The first cohort (group 1), included samples that tested negative for other respiratory viruses. Consequently, one could not identify the presence of a co‐infection. However, this process allowed one to associate the described clinical symptoms with HBoV infection per se. In the second cohort (group 2), the samples were tested for 15 respiratory viruses and in some cases, a co‐detection with HBoV was identified. The high frequency of co‐detections in HBoV positive samples has been reported in many studies. , , It makes it difficult to define HBoV induced symptoms.

The clinical symptoms associated with HBoV infection are similar to those reported previously with a predominance of bronchiolitis and asthma exacerbation in hospitalised patients. However, it is noteworthy that 22% of the children had a gastroenteritis associated with the respiratory symptoms. Indeed, in this study, we report the presence of HBoV in a stool specimen sampled from a child subjected to a full investigation of sudden death syndrome. It could not be established that there was a cause–effect link between the detection of the virus and the death of the child by overwhelming bocavirus infection. Nevertheless, as only one specimen was tested, the interpretation of this finding remains speculative. There are two studies that have recently been published in association with the detection of the bocavirus in stool specimens. , The authors suggest that the HBoV could be an enteric, as well as a respiratory, pathogen.
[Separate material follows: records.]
//! Timeline commands.
//!
//! Fetch, rebuild and summarize the code history of one student on one
//! exercise.

use anyhow::{Context, Result};
use clap::{Args, Subcommand};
use reqwest::Url;
use serde::{Deserialize, Serialize};
use tabled::Tabled;

use crate::client::ApiClient;
use crate::output::{self, OutputFormat};

/// Identifies one timeline on the server.
#[derive(Args, Clone)]
pub struct TimelineTarget {
    /// Student ID
    pub student: String,
    /// Assignment ID
    pub assignment: String,
    /// Exercise reference, in any encoding the stores use
    pub exercise: String,
}

impl TimelineTarget {
    /// API path of the timeline followed by `tail` segments such as
    /// `["cursor", "next"]`. Every segment is percent-encoded, so ids may
    /// contain `/`, `?` or spaces.
    pub fn path(&self, tail: &[&str]) -> Result<String> {
        let mut url = Url::parse("http://codetrail.local/").context("Failed to build API path")?;
        url.path_segments_mut()
            .map_err(|_| anyhow::anyhow!("Failed to build API path"))?
            .pop_if_empty()
            .extend(["api", "v1", "timelines"])
            .extend([self.student.as_str(), self.assignment.as_str(), self.exercise.as_str()])
            .extend(tail);
        Ok(url.path().to_string())
    }
}

#[derive(Subcommand)]
pub enum TimelineCommands {
    /// Show a timeline, building it on the server if needed
    Show {
        #[command(flatten)]
        target: TimelineTarget,

        /// Print each entry's diff instead of the summary table
        #[arg(short, long)]
        diff: bool,
    },

    /// Rebuild a timeline from the event stores
    Refresh {
        #[command(flatten)]
        target: TimelineTarget,
    },

    /// Show per-day activity
    Activity {
        #[command(flatten)]
        target: TimelineTarget,

        /// Window in days, 0 for all activity
        #[arg(short, long, default_value = "7")]
        days: u32,
    },
}

// ── API types ───────────────────────────────────────────────────────────────

#[derive(Debug, Clone, Deserialize, Serialize)]
pub struct LineOp {
    pub kind: String,
    pub text: String,
}

#[derive(Debug, Clone, Deserialize, Serialize)]
pub struct TimelineEntry {
    pub sequence_index: usize,
    pub timestamp: chrono::DateTime<chrono::Utc>,
    pub action_kind: String,
    pub source: String,
    pub code: String,
    #[serde(default)]
    pub output: Option<String>,
    #[serde(default)]
    pub error: Option<String>,
    #[serde(default)]
    pub diff_from_previous: Option<Vec<LineOp>>,
}

#[derive(Debug, Deserialize, Serialize)]
struct Timeline {
    entries: Vec<TimelineEntry>,
}

#[derive(Debug, Deserialize, Serialize)]
struct SourceError {
    source: String,
    message: String,
}

#[derive(Debug, Default, Deserialize, Serialize)]
struct DropCounts {
    #[serde(default)]
    malformed: usize,
    #[serde(default)]
    unmatched: usize,
}

#[derive(Debug, Deserialize, Serialize)]
struct TimelineReport {
    timeline: Timeline,
    fingerprint: String,
    #[serde(default)]
    source_errors: Vec<SourceError>,
    #[serde(default)]
    dropped: DropCounts,
    generation: u64,
    built_at: chrono::DateTime<chrono::Utc>,
}

#[derive(Debug, Deserialize, Serialize)]
struct ActivityBucket {
    day: chrono::NaiveDate,
    action_kind: String,
    count: usize,
    last_activity: chrono::DateTime<chrono::Utc>,
}

#[derive(Debug, Serialize, Tabled)]
struct EntryRow {
    #[tabled(rename = "#")]
    index: usize,
    #[tabled(rename = "Time")]
    time: String,
    #[tabled(rename = "Action")]
    action: String,
    #[tabled(rename = "Source")]
    source: String,
    #[tabled(rename = "Lines")]
    lines: usize,
    #[tabled(rename = "+/-")]
    changes: String,
}

impl From<&TimelineEntry> for EntryRow {
    fn from(entry: &TimelineEntry) -> Self {
        let changes = match &entry.diff_from_previous {
            Some(ops) => {
                let added = ops.iter().filter(|op| op.kind == "added").count();
                let removed = ops.iter().filter(|op| op.kind == "removed").count();
                format!("+{} -{}", added, removed)
            }
            None => "-".to_string(),
        };
        Self {
            index: entry.sequence_index,
            time: entry.timestamp.format("%Y-%m-%d %H:%M:%S").to_string(),
            action: entry.action_kind.clone(),
            source: entry.source.clone(),
            lines: entry.code.split('\n').count(),
            changes,
        }
    }
}

#[derive(Debug, Serialize, Tabled)]
struct ActivityRow {
    #[tabled(rename = "Day")]
    day: String,
    #[tabled(rename = "Action")]
    action: String,
    #[tabled(rename = "Count")]
    count: usize,
    #[tabled(rename = "Last Activity")]
    last_activity: String,
}

// ── Execution ───────────────────────────────────────────────────────────────

pub async fn execute(cmd: TimelineCommands, client: &ApiClient, format: OutputFormat) -> Result<()> {
    match cmd {
        TimelineCommands::Show { target, diff } => {
            let report: Option<TimelineReport> = client.get(&target.path(&[])?).await?;
            print_report(report, diff, format)
        }

        TimelineCommands::Refresh { target } => {
            let report: Option<TimelineReport> = client
                .post(&target.path(&["refresh"])?, &serde_json::json!({}))
                .await?;
            print_report(report, false, format)
        }

        TimelineCommands::Activity { target, days } => {
            let buckets: Option<Vec<ActivityBucket>> = client
                .get(&format!("{}?days={}", target.path(&["activity"])?, days))
                .await?;
            let Some(buckets) = buckets else {
                output::print_warning("A newer request for this timeline is in progress; try again");
                return Ok(());
            };
            match format {
                OutputFormat::Table => {
                    let rows: Vec<ActivityRow> = buckets
                        .iter()
                        .map(|b| ActivityRow {
                            day: b.day.to_string(),
                            action: b.action_kind.clone(),
                            count: b.count,
                            last_activity: b.last_activity.format("%H:%M:%S").to_string(),
                        })
                        .collect();
                    output::print_list(&rows, format)
                }
                _ => output::print_item(&buckets, format),
            }
        }
    }
}

fn print_report(report: Option<TimelineReport>, show_diffs: bool, format: OutputFormat) -> Result<()> {
    let Some(report) = report else {
        output::print_warning("A newer request for this timeline superseded this one; try again");
        return Ok(());
    };

    if !matches!(format, OutputFormat::Table) {
        return output::print_item(&report, format);
    }

    output::print_header("Timeline");
    output::print_detail("Entries", &report.timeline.entries.len().to_string());
    output::print_detail("Generation", &report.generation.to_string());
    output::print_detail("Built", &report.built_at.to_rfc3339());
    output::print_detail("Fingerprint", &report.fingerprint);
    if report.dropped.malformed + report.dropped.unmatched > 0 {
        output::print_detail(
            "Dropped",
            &format!(
                "{} malformed, {} other exercises",
                report.dropped.malformed, report.dropped.unmatched
            ),
        );
    }
    for err in &report.source_errors {
        output::print_warning(&format!("{} source: {}", err.source, err.message));
    }
    println!();

    if show_diffs {
        for entry in &report.timeline.entries {
            output::print_header(&format!(
                "#{} {} ({})",
                entry.sequence_index,
                entry.timestamp.format("%Y-%m-%d %H:%M:%S"),
                entry.action_kind
            ));
            match &entry.diff_from_previous {
                Some(ops) => output::print_diff(ops),
                None => output::print_code(&entry.code),
            }
        }
        return Ok(());
    }

    let rows: Vec<EntryRow> = report.timeline.entries.iter().map(EntryRow::from).collect();
    output::print_list(&rows, format)
}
A previous phylogenetic analysis based on the NP‐1 and VP partial genes showed that there is a high percentage of genetic homology in these regions. Nevertheless, some authors defined two closely related genotypes based on minor variations of the nucleotide sequence of VP1/VP2 coding gene. , ,

In conclusion, prospective, population‐based and serological studies are required to provide a better understanding of the epidemiology and clinical involvement of HBoV infection. Moreover, the development of real‐time PCR will probably be also very helpful to improve the knowledge of this respiratory disease.